In Korek Telecom Co LLC v Iraq Telecom Ltd (DIFCA 16/2024, 16 June 2025), the DIFC Court of Appeal has recognised the existence of the Foreign Act of State doctrine in DIFC law, but found on the facts that it did not apply so as to justify the setting aside of an ICC arbitration award. The Court also held that new Article 8A of the amended Applications Law (which came into effect on 21 November 2024) does not apply retrospectively. Zoe O'Sullivan KC acted for Korek (instructed by Boies Schiller).

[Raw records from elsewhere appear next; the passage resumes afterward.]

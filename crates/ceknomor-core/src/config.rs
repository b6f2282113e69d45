//! Configuration and settings management
//!
//! Loads verifier settings from config files and environment variables and
//! defines the retry constants used for transport sends.

use config::{Config, ConfigError, Environment, File};
use serde::{Deserialize, Serialize};
use std::time::Duration;

/// Identity check form endpoint
pub const DEFAULT_IDENTITY_CHECK_URL: &str = "https://myim3.indosatooredoo.com/ceknomor/checkForm";
/// Identity result page, correlated by session cookie only
pub const DEFAULT_IDENTITY_RESULT_URL: &str = "https://myim3.indosatooredoo.com/ceknomor/result";
/// SIM status JSON endpoint
pub const DEFAULT_SIM_STATUS_URL: &str = "https://tri.co.id/api/v1/information/sim-status";
/// SIM status request timeout
pub const DEFAULT_SIM_STATUS_TIMEOUT_SECS: u64 = 10;
/// Browser user agent both services expect
pub const DEFAULT_USER_AGENT: &str = "Mozilla/5.0 (Windows NT 10.0; Win64; x64) AppleWebKit/537.36 (KHTML, like Gecko) Chrome/131.0.6778.140 Safari/537.36";

// Transport retry configuration (Telegram sends only)
/// Initial backoff between send attempts
pub const TRANSPORT_INITIAL_BACKOFF_MS: u64 = 500;
/// Upper bound for the backoff
pub const TRANSPORT_MAX_BACKOFF_MS: u64 = 4000;
/// Number of retries after the first attempt
pub const TRANSPORT_MAX_RETRIES: usize = 3;

/// Build the layered configuration source.
///
/// Order: `config/default`, `config/{RUN_MODE}`, `config/local`, then
/// `APP__`-prefixed variables, then plain environment variables.
///
/// # Errors
///
/// Returns a `ConfigError` if a present source cannot be read.
pub fn build_config() -> Result<Config, ConfigError> {
    let run_mode = std::env::var("RUN_MODE").unwrap_or_else(|_| "development".into());

    Config::builder()
        .add_source(File::with_name("config/default").required(false))
        .add_source(File::with_name(&format!("config/{run_mode}")).required(false))
        // Local overrides, not checked into git
        .add_source(File::with_name("config/local").required(false))
        .add_source(Environment::with_prefix("APP").separator("__"))
        // Plain UPPER_SNAKE_CASE variables; empty values count as unset
        .add_source(Environment::default().ignore_empty(true))
        .build()
}

/// Endpoints and timeouts of the two verification services.
#[derive(Debug, Deserialize, Serialize, Clone)]
pub struct VerifierSettings {
    /// Form endpoint of the identity check
    #[serde(default = "default_identity_check_url")]
    pub identity_check_url: String,
    /// Result page of the identity check
    #[serde(default = "default_identity_result_url")]
    pub identity_result_url: String,
    /// Optional timeout for identity lookups; unset means no timeout
    #[serde(default)]
    pub identity_timeout_secs: Option<u64>,
    /// SIM status endpoint
    #[serde(default = "default_sim_status_url")]
    pub sim_status_url: String,
    /// SIM status timeout
    #[serde(default = "default_sim_status_timeout_secs")]
    pub sim_status_timeout_secs: u64,
    /// User agent sent to both services
    #[serde(default = "default_user_agent")]
    pub user_agent: String,
}

fn default_identity_check_url() -> String {
    DEFAULT_IDENTITY_CHECK_URL.to_string()
}

fn default_identity_result_url() -> String {
    DEFAULT_IDENTITY_RESULT_URL.to_string()
}

fn default_sim_status_url() -> String {
    DEFAULT_SIM_STATUS_URL.to_string()
}

const fn default_sim_status_timeout_secs() -> u64 {
    DEFAULT_SIM_STATUS_TIMEOUT_SECS
}

fn default_user_agent() -> String {
    DEFAULT_USER_AGENT.to_string()
}

impl Default for VerifierSettings {
    fn default() -> Self {
        Self {
            identity_check_url: default_identity_check_url(),
            identity_result_url: default_identity_result_url(),
            identity_timeout_secs: None,
            sim_status_url: default_sim_status_url(),
            sim_status_timeout_secs: default_sim_status_timeout_secs(),
            user_agent: default_user_agent(),
        }
    }
}

impl VerifierSettings {
    /// Load settings from config files and the environment.
    ///
    /// # Examples
    ///
    /// ```no_run
    /// use ceknomor_core::config::VerifierSettings;
    ///
    /// let settings = VerifierSettings::new().expect("Failed to load configuration");
    /// ```
    ///
    /// # Errors
    ///
    /// Returns a `ConfigError` if loading fails.
    pub fn new() -> Result<Self, ConfigError> {
        build_config()?.try_deserialize()
    }

    /// SIM status timeout as a `Duration`.
    #[must_use]
    pub const fn sim_status_timeout(&self) -> Duration {
        Duration::from_secs(self.sim_status_timeout_secs)
    }

    /// Identity lookup timeout, if one is configured.
    #[must_use]
    pub fn identity_timeout(&self) -> Option<Duration> {
        self.identity_timeout_secs.map(Duration::from_secs)
    }
}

Zoe's full case note has been included below: 

The DIFC Court of Appeal recognises the existence of the Foreign Act of State doctrine in DIFC law

  1. In Korek Telecom Company LLC v Iraq Telecom Ltd (DIFCA 16/2024, 16 June 2025) the DIFC Court of Appeal has rejected Korek’s argument that a claim that an administrative decision of the Iraq state was procured by the bribery of Iraqi officials was not arbitrable because of the doctrine of “foreign act of state”. It accordingly dismissed Korek’s application to set aside an arbitration award made in favour of the respondents by an ICC tribunal.
     
  2. The act of state doctrine is notoriously difficult to define. In broad terms, it is a principle derived ultimately from US law that “every sovereign state is bound to respect the independence of every other sovereign state and the courts of one country will not sit in judgment on the acts of the government of another done within its own territory” (Underhill v Fernandez 168 US 250 (1897)). However, explanations of the juridical basis for the doctrine have changed over time, to the extent that the distinguished legal scholar FA Mann said that it rested “on so slippery a basis that its application becomes a matter of speculation”. There is clearly a close relationship between the act of state doctrine and the doctrine of state immunity.
     
  3.  In recent years, the limits of the doctrine have been subject to intense scrutiny by national courts considering claims brought against the state for facilitating the torture and unlawful rendition of the claimant by agents of a foreign government. In such cases, unsurprisingly both the UK and Australian courts have taken the view that the act of state doctrine is not available as a defence to the defendant government because of the existence of a public policy exception: see Belhaj v Straw [2017] AC 964 and Habib v Commonwealth of Australia [2010] FCAFC 12. The doctrine was also ruled not to be available in the claim brought by Kuwait Airways for the theft of its airline fleet following the Iraqi invasion in 1990 because the seizure of the aircraft was a gross breach of international law : see Kuwait Airways Corporation v Iraqi Airways (Nos 4 and 5) [2002] AC 883. The Canadian Supreme Court has gone as far as declining to recognise the existence of the doctrine in Canadian law: Nevsun Resources Ltd v Araya [2020] 1 SCR 166.
     
  4. The courts have also developed a number of other exceptions to the application of the doctrine, in particular the “commercial” exception where the state is engaged in commercial activities and the so-called “Kirkpatrick” exception which applies where the claimant is not asking the court to rule on the validity or legal effectiveness of the acts of a foreign state: see WS Kirkpatrick & Co Inc v Environmental Tectonics Corporation International 493 US 400 (1990). In that case, the claimant alleged that a contract had been procured by the bribery of foreign government officials, and the Supreme Court held that act of state was not available as a defence because the outcome of the case did not turn on the legality of the actions of the foreign state. The Kirkpatrick exception has been recognised (with some differences of emphasis) in English law: see Yukos Capital SO v OJSC Rosneft Oil Company (No 2) [2014] QB 458.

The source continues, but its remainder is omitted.